Transformations include:

  • Remove rows with utility ids 88888.

  • Clean up NERC codes and ensure one per row.

  • Tidy subset of the data by NERC region.

  • Tidy subset of the data by RTO.

  • Convert Y/N columns to booleans.

pudl.transform.eia861.core_eia861__assn_utility(**data_dfs: dict[str, pandas.DataFrame]) pandas.DataFrame[source]

Harvest a Utility-Date-State Association Table.

pudl.transform.eia861.core_eia861__assn_balancing_authority(**dfs: dict[str, pandas.DataFrame]) pandas.DataFrame[source]

Compile a balancing authority, utility, state association table.

For the years up through 2012, the only BA-Util information that’s available comes from the core_eia861__yearly_balancing_authority table, and it does not include any state-level information. However, there is utility-state association information in the core_eia861__yearly_sales and other data tables.

For the years from 2013 onward, there’s explicit BA-Util-State information in the data tables (e.g. core_eia861__yearly_sales). These observed associations can be compiled to give us a picture of which BA-Util-State associations exist. However, we need to merge in the balancing authority IDs since the data tables only contain the balancing authority codes.

Parameters:

dfs – A dictionary of transformed EIA 861 dataframes. This must include any dataframes from which we want to compile BA-Util-State associations, which means this function has to be called after all the basic transform functions that depend on only a single raw table.

Returns:

An association table describing the annual linkages between balancing authorities, states, and utilities.
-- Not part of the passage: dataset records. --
//! The strategy abstraction and per-attempt diagnostics.

use serde::{Deserialize, Serialize};

use crate::models::RawPunchRecord;

use super::row_scan::ScanReport;
use super::source::SourceFile;

/// Which format interpretation an attempt used.
#[derive(Debug, Clone, Copy, PartialEq, Eq, Hash, Serialize, Deserialize)]
#[serde(rename_all = "snake_case")]
pub enum StrategyKind {
    /// Binary or XML spreadsheet (xls, xlsx, ods).
    Spreadsheet,
    /// HTML document containing tables, often saved with a spreadsheet extension.
    HtmlTable,
    /// Comma, tab, semicolon or pipe separated text.
    DelimitedText,
}

impl std::fmt::Display for StrategyKind {
    fn fmt(&self, f: &mut std::fmt::Formatter<'_>) -> std::fmt::Result {
        match self {
            StrategyKind::Spreadsheet => write!(f, "spreadsheet"),
            StrategyKind::HtmlTable => write!(f, "html_table"),
            StrategyKind::DelimitedText => write!(f, "delimited_text"),
        }
    }
}

/// How an attempt ended.
#[derive(Debug, Clone, Copy, PartialEq, Eq, Hash, Serialize, Deserialize)]
#[serde(rename_all = "snake_case")]
pub enum StrategyOutcome {
    /// At least one employee block was recovered.
    Matched,
    /// The content was readable but no header marker appeared.
    NoHeaderFound,
    /// Header markers appeared but none had a usable name next to them.
    NoNamedHeader,
    /// The content could not be interpreted in this format at all.
    Unreadable,
}

/// One event per strategy attempt.
#[derive(Debug, Clone, PartialEq, Eq, Serialize, Deserialize)]
pub struct ParseDiagnostic {
    /// Strategy that produced the event.
    pub strategy: StrategyKind,
    /// How the attempt ended.
    pub outcome: StrategyOutcome,
    /// Human-oriented detail (library error text, counts).
    pub detail: String,
}

/// Records recovered by one attempt and what happened.
#[derive(Debug, Clone, PartialEq, Eq)]
pub struct StrategyAttempt {
    /// Recovered records; empty unless the outcome is [`StrategyOutcome::Matched`].
    pub records: Vec<RawPunchRecord>,
    /// The diagnostic event for this attempt.
    pub diagnostic: ParseDiagnostic,
}

impl StrategyAttempt {
    /// An attempt that could not read the content.
    pub fn unreadable(strategy: StrategyKind, detail: impl Into<String>) -> Self {
        Self {
            records: Vec::new(),
            diagnostic: ParseDiagnostic {
                strategy,
                outcome: StrategyOutcome::Unreadable,
                detail: detail.into(),
            },
        }
    }

    /// Classifies a scan result; `unit` names what was scanned ("sheet", "table").
    pub fn from_scan(strategy: StrategyKind, scan: ScanReport, scanned: usize, unit: &str) -> Self {
        let outcome = if !scan.records.is_empty() {
            StrategyOutcome::Matched
        } else if scan.header_hits > 0 {
            StrategyOutcome::NoNamedHeader
        } else {
            StrategyOutcome::NoHeaderFound
        };
        let detail = format!(
            "{} {}(s) scanned, {} header marker(s), {} without name, {} record(s)",
            scanned,
            unit,
            scan.header_hits,
            scan.nameless_headers,
            scan.records.len()
        );
        Self {
            records: scan.records,
            diagnostic: ParseDiagnostic {
                strategy,
                outcome,
                detail,
            },
        }
    }

    /// True when the attempt recovered records.
    pub fn is_match(&self) -> bool {
        self.diagnostic.outcome == StrategyOutcome::Matched
    }
}

/// One way of interpreting the bytes of an imported file.
///
/// Implementations lower the content to [`CellGrid`](super::CellGrid)s and
/// hand them to the shared row scanner; they never fail, reporting problems
/// through the attempt's diagnostic instead.
pub trait ParseStrategy: Send + Sync {
    /// Identifies the strategy in diagnostics.
    fn kind(&self) -> StrategyKind;

    /// Interprets the source and scans it for employee blocks.
    fn attempt(&self, source: &SourceFile) -> StrategyAttempt;
}

#[cfg(test)]
mod tests {
    use super::*;

    #[test]
    fn test_from_scan_classification() {
        let matched = ScanReport {
            records: vec![RawPunchRecord::from_punches("Ani", vec![])],
            header_hits: 1,
            nameless_headers: 0,
        };
        let attempt = StrategyAttempt::from_scan(StrategyKind::Spreadsheet, matched, 1, "sheet");
        assert!(attempt.is_match());

        let nameless = ScanReport {
            records: vec![],
            header_hits: 2,
            nameless_headers: 2,
        };
        let attempt = StrategyAttempt::from_scan(StrategyKind::HtmlTable, nameless, 1, "table");
        assert_eq!(attempt.diagnostic.outcome, StrategyOutcome::NoNamedHeader);

        let attempt = StrategyAttempt::from_scan(
            StrategyKind::DelimitedText,
            ScanReport::default(),
            0,
            "grid",
        );
        assert_eq!(attempt.diagnostic.outcome, StrategyOutcome::NoHeaderFound);
    }

    #[test]
    fn test_diagnostic_serialization() {
        let attempt = StrategyAttempt::unreadable(StrategyKind::Spreadsheet, "bad magic");
        let json = serde_json::to_value(&attempt.diagnostic).unwrap();
        assert_eq!(json["strategy"], "spreadsheet");
        assert_eq!(json["outcome"], "unreadable");
        assert_eq!(json["detail"], "bad magic");
    }
}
Becomes core_eia861__assn_balancing_authority.

pudl.transform.eia861.core_eia861__yearly_balancing_authority(_core_eia861__balancing_authority: pandas.DataFrame) pandas.DataFrame[source]

Finish the normalization of the core_eia861__yearly_balancing_authority table.

The core_eia861__assn_balancing_authority table depends on information that is only available in the UN-normalized form of the core_eia861__yearly_balancing_authority table, and also on having access to a bunch of transformed data tables, so it can compile the observed combinations of report dates, balancing authorities, states, and utilities. This means that we have to hold off on the final normalization of the core_eia861__yearly_balancing_authority table until the rest of the transform process is over.

Parameters:

_core_eia861__balancing_authority – A cleaned up version of the originally reported balancing authority table.

Returns:

The final, normalized version of the core_eia861__yearly_balancing_authority table, linking together balancing authorities and utility IDs by year, but without information about what states they were operating in (which is captured in core_eia861__assn_balancing_authority).